Member of the Pennsylvania Senate from the 3rd district
- In office January 2, 1967 – November 30, 1980
- Preceded by: Louis Johanson
- Succeeded by: Milton Street

Member of the Pennsylvania House of Representatives from the Philadelphia County district
- In office January 6, 1959 – November 30, 1966

Personal details
- Born: September 5, 1914 Harrison, Georgia
- Died: November 9, 1989 (aged 75) Philadelphia, Pennsylvania
- Party: Democratic

= Herbert Arlene =

American politician

Herbert Arlene (September 5, 1914 – November 9, 1989) was an American politician from Pennsylvania who served as a Democratic member of the Pennsylvania State Senate for the 3rd district from 1967 until 1980. He was the first African-American elected to the Pennsylvania Senate. He also served in the Pennsylvania House of Representatives for the Philadelphia County district from 1959 to 1966.

==Early life==
Arlene was born in Harrison, Georgia to Elbert and Mattie King Arlene. He graduated from the Philadelphia public schools, Philadelphia Business College and received an honorary L.L.D. from Miller College.

==Career==
He was the owner of Arlene's Tailor Shop and a member of the board of trustees of Lincoln University, the board of directors of the Greater Philadelphia Development Corporation, the Bearean Institute, Hospital Authority of Philadelphia.

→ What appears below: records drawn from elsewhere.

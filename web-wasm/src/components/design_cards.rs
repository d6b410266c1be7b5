//! デザインカード一覧（ライブラリ・ウィッシュリスト共用）

use leptos::prelude::*;
use nail_studio_common::{CardAction, DesignCard};

fn mini_nail_style(card: &DesignCard) -> String {
    format!(
        "background-color: {}; border-radius: {}; clip-path: {};",
        card.color,
        card.border_radius,
        card.clip_path.unwrap_or("none")
    )
}

#[component]
pub fn DesignCards<F>(
    id: &'static str,
    title: &'static str,
    #[prop(into)] cards: Signal<Vec<DesignCard>>,
    /// カードが無いときの表示
    empty_text: &'static str,
    on_action: F,
) -> impl IntoView
where
    F: Fn(CardAction) + Send + Sync + Clone + 'static,
{
    view! {
        <section id=id class="card-section">
            <h2>{title}</h2>
            <p class=move || if cards.with(|c| c.is_empty()) { "text-muted" } else { "text-muted hidden" }>
                {empty_text}
            </p>
            <div class="card-grid">
                <For
                    each=move || cards.get()
                    key=|card| card.key.clone()
                    children=move |card| {
                        let apply = card.apply.clone();
                        let remove = card.remove.clone();
                        let on_apply = on_action.clone();
                        let on_remove = on_action.clone();
                        view! {
                            <div class="design-card">
                                <div class="mini-nail" style=mini_nail_style(&card) />
                                <h4>{card.name.clone()}</h4>
                                <div class="tags">
                                    {card.tags.iter().map(|tag| view! { <span class="tag">{tag.clone()}</span> }).collect_view()}
                                </div>
                                <div class="card-actions">
                                    <button type="button" class="btn btn-primary" on:click=move |_| on_apply(apply.clone())>
                                        "Apply"
                                    </button>
                                    {remove.map(|action| view! {
                                        <button type="button" class="btn btn-text" on:click=move |_| on_remove(action.clone())>
                                            "Remove"
                                        </button>
                                    })}
                                </div>
                            </div>
                        }
                    }
                />
            </div>
        </section>
    }
}
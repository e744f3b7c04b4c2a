use tracing::debug;

use crate::entropy::EntropySource;
use crate::error::{Error, Result};

use super::transition_model::TransitionModel;
use super::{Symbol, TERMINATOR};

/// Output of one generation call.
///
/// `bytes` always has the requested length. Only the first `logical_len`
/// bytes are meaningful; the rest is zero padding.
#[derive(Clone, Debug, PartialEq, Eq)]
pub struct Generated {
	pub bytes: Vec<u8>,
	pub logical_len: usize,
}

impl Generated {
	/// The symbols emitted before the terminator.
	pub fn meaningful(&self) -> &[u8] {
		&self.bytes[..self.logical_len]
	}

	/// Whether a terminator was sampled (or forced) inside the buffer.
	pub fn terminated(&self) -> bool {
		self.logical_len < self.bytes.len()
	}
}

#[derive(Clone, Copy, Debug, PartialEq, Eq)]
enum Phase {
	Active,
	/// Absorbing for the rest of the call.
	Terminated,
}

/// Read-only view of a model that produces byte sequences.
///
/// Generation borrows the model immutably: it can never change counts or
/// the training cursor.
pub struct Generator<'a> {
	model: &'a TransitionModel,
}

impl<'a> Generator<'a> {
	pub fn new(model: &'a TransitionModel) -> Self {
		Self { model }
	}

	/// Fills `buffer` with generated symbols and returns the logical length.
	///
	/// # Behavior
	/// - Untrained model: the buffer is zeroed and the logical length is 0
	/// - Otherwise a start context is picked proportionally to context
	///   totals, then each symbol is sampled from the table of the previous
	///   one (a context with no observations yields the terminator)
	/// - The first sampled terminator ends sampling: its position is the
	///   logical length and every later position is zero
	/// - With `nul_terminate`, the last position is forced to zero
	///
	/// # Errors
	/// - `InvalidArgument` if `buffer` is empty
	/// - `RandomnessUnavailable` from the entropy source; the buffer content
	///   is then unspecified but the model is unchanged
	pub fn fill<R: EntropySource + ?Sized>(&self, buffer: &mut [u8], rng: &mut R) -> Result<usize> {
		if buffer.is_empty() {
			return Err(Error::InvalidArgument("requested size must be at least 1".to_owned()));
		}

		let size = buffer.len();
		let mut logical_len = if self.model.is_empty() {
			buffer.fill(TERMINATOR);
			0
		} else {
			self.sample_chain(buffer, rng)?
		};

		if self.model.config().nul_terminate {
			buffer[size - 1] = TERMINATOR;
			logical_len = logical_len.min(size - 1);
		}

		debug!(size, logical_len, "generated");
		Ok(logical_len)
	}

	/// Allocates a buffer of `size` bytes and fills it.
	///
	/// # Errors
	/// Same as [`fill`](Self::fill); `size == 0` is rejected before allocating.
	pub fn generate<R: EntropySource + ?Sized>(&self, size: usize, rng: &mut R) -> Result<Generated> {
		if size == 0 {
			return Err(Error::InvalidArgument("requested size must be at least 1".to_owned()));
		}
		let mut bytes = vec![TERMINATOR; size];
		let logical_len = self.fill(&mut bytes, rng)?;
		Ok(Generated { bytes, logical_len })
	}

	fn sample_chain<R: EntropySource + ?Sized>(&self, buffer: &mut [u8], rng: &mut R) -> Result<usize> {
		let mut context: Symbol = self.model.pick_start_context(rng)?;
		debug!(context, "start context");

		let mut phase = Phase::Active;
		let mut logical_len = buffer.len();
		for (i, slot) in buffer.iter_mut().enumerate() {
			match phase {
				Phase::Active => {
					let symbol = self.model.context(context).sample_one(rng)?.unwrap_or(TERMINATOR);
					*slot = symbol;
					context = self.model.next_context(symbol);
					if symbol == TERMINATOR {
						logical_len = i;
						phase = Phase::Terminated;
					}
				}
				Phase::Terminated => *slot = TERMINATOR,
			}
		}
		Ok(logical_len)
	}
}

#[cfg(test)]
mod tests {
	use super::*;
	use crate::config::{ModelConfig, ModelOrder};
	use crate::entropy::{ScriptedEntropy, SeededEntropy};
	use crate::model::trainer::Trainer;

	fn trained(config: ModelConfig, data: &[u8]) -> TransitionModel {
		let mut model = TransitionModel::new(config);
		Trainer::new(&mut model).ingest(data).unwrap();
		model
	}

	#[test]
	fn test_empty_model_yields_zeros() {
		let model = TransitionModel::default();
		let mut rng = ScriptedEntropy::default();
		for size in [1, 2, 64] {
			let out = Generator::new(&model).generate(size, &mut rng).unwrap();
			assert_eq!(out.bytes, vec![0; size]);
			assert_eq!(out.logical_len, 0);
			assert!(out.meaningful().is_empty());
		}
	}

	#[test]
	fn test_zero_size_is_invalid() {
		let model = TransitionModel::default();
		let mut rng = ScriptedEntropy::default();
		let generator = Generator::new(&model);
		assert!(matches!(generator.generate(0, &mut rng), Err(Error::InvalidArgument(_))));
		assert!(matches!(generator.fill(&mut [], &mut rng), Err(Error::InvalidArgument(_))));
	}

	#[test]
	fn test_single_path_chain() {
		// contexts: 0 -> 'A' (3), 'A' -> 0 (3)
		let model = trained(ModelConfig::default(), b"A\0A\0A\0");
		// start draw 0 lands on context 0, then each table has a single symbol
		let mut rng = ScriptedEntropy::new([0, 0, 0]);
		let out = Generator::new(&model).generate(8, &mut rng).unwrap();

		assert_eq!(out.bytes, b"A\0\0\0\0\0\0\0".to_vec());
		assert_eq!(out.logical_len, 1);
		assert_eq!(out.meaningful(), b"A");
		assert!(out.terminated());
		// no draws after the terminator
		assert_eq!(rng.remaining(), 0);
	}

	#[test]
	fn test_no_terminator_fills_whole_buffer() {
		// "ab" loops: 0 -> a, a -> b, b -> a
		let model = trained(ModelConfig::default(), b"ababa");
		let mut rng = SeededEntropy::new(3);
		let out = Generator::new(&model).generate(16, &mut rng).unwrap();

		assert_eq!(out.logical_len, 16);
		assert!(!out.terminated());
		assert!(out.bytes.windows(2).all(|w| w[0] != w[1]));
	}

	#[test]
	fn test_unseen_context_acts_as_terminator() {
		// 'x' never precedes anything
		let model = trained(ModelConfig::default(), b"x");
		let mut rng = ScriptedEntropy::new([0, 0]);
		let out = Generator::new(&model).generate(4, &mut rng).unwrap();
		assert_eq!(out.bytes, vec![b'x', 0, 0, 0]);
		assert_eq!(out.logical_len, 1);
		assert_eq!(rng.remaining(), 0);
	}

	#[test]
	fn test_size_one() {
		let model = trained(ModelConfig::default(), b"hello\0");
		let mut rng = SeededEntropy::new(11);
		for _ in 0..50 {
			let out = Generator::new(&model).generate(1, &mut rng).unwrap();
			assert_eq!(out.bytes.len(), 1);
			assert!(out.logical_len <= 1);
		}
	}

	#[test]
	fn test_nul_terminate_forces_last_byte() {
		let model = trained(ModelConfig::default().with_nul_terminate(true), b"ababa");
		let mut rng = SeededEntropy::new(5);
		let out = Generator::new(&model).generate(6, &mut rng).unwrap();
		assert_eq!(out.bytes[5], 0);
		assert_eq!(out.logical_len, 5);
	}

	#[test]
	fn test_order_zero_does_not_chain() {
		let config = ModelConfig::default().with_order(ModelOrder::Zero);
		let model = trained(config, b"aab");
		// cumulative: 'a' -> 2, 'b' -> 3
		let mut rng = ScriptedEntropy::new([2, 0, 1, 2]);
		let out = Generator::new(&model).generate(4, &mut rng).unwrap();
		assert_eq!(out.bytes, b"baab".to_vec());
		assert_eq!(out.logical_len, 4);
	}

	#[test]
	fn test_entropy_failure_propagates() {
		let model = trained(ModelConfig::default(), b"abc");
		let mut rng = ScriptedEntropy::new([0]);
		let err = Generator::new(&model).generate(8, &mut rng).unwrap_err();
		assert!(matches!(err, Error::RandomnessUnavailable(_)));
	}

	#[test]
	fn test_same_seed_same_output() {
		let model = trained(ModelConfig::default(), b"the quick brown fox jumps over the lazy dog\0");
		let before = model.clone();
		let a = Generator::new(&model).generate(64, &mut SeededEntropy::new(99)).unwrap();
		let b = Generator::new(&model).generate(64, &mut SeededEntropy::new(99)).unwrap();
		assert_eq!(a, b);
		assert_eq!(model, before);
	}
}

He served as Ward Leader for the 47th Ward in Philadelphia and as a member of the Pennsylvania House of Representatives from 1956 to 1966 and as a member of the Pennsylvania State Senate for the 3rd district from 1967 to 1980.

He died in Philadelphia, Pennsylvania and is interred at the Rolling Green Cemetery in West Chester, Pennsylvania.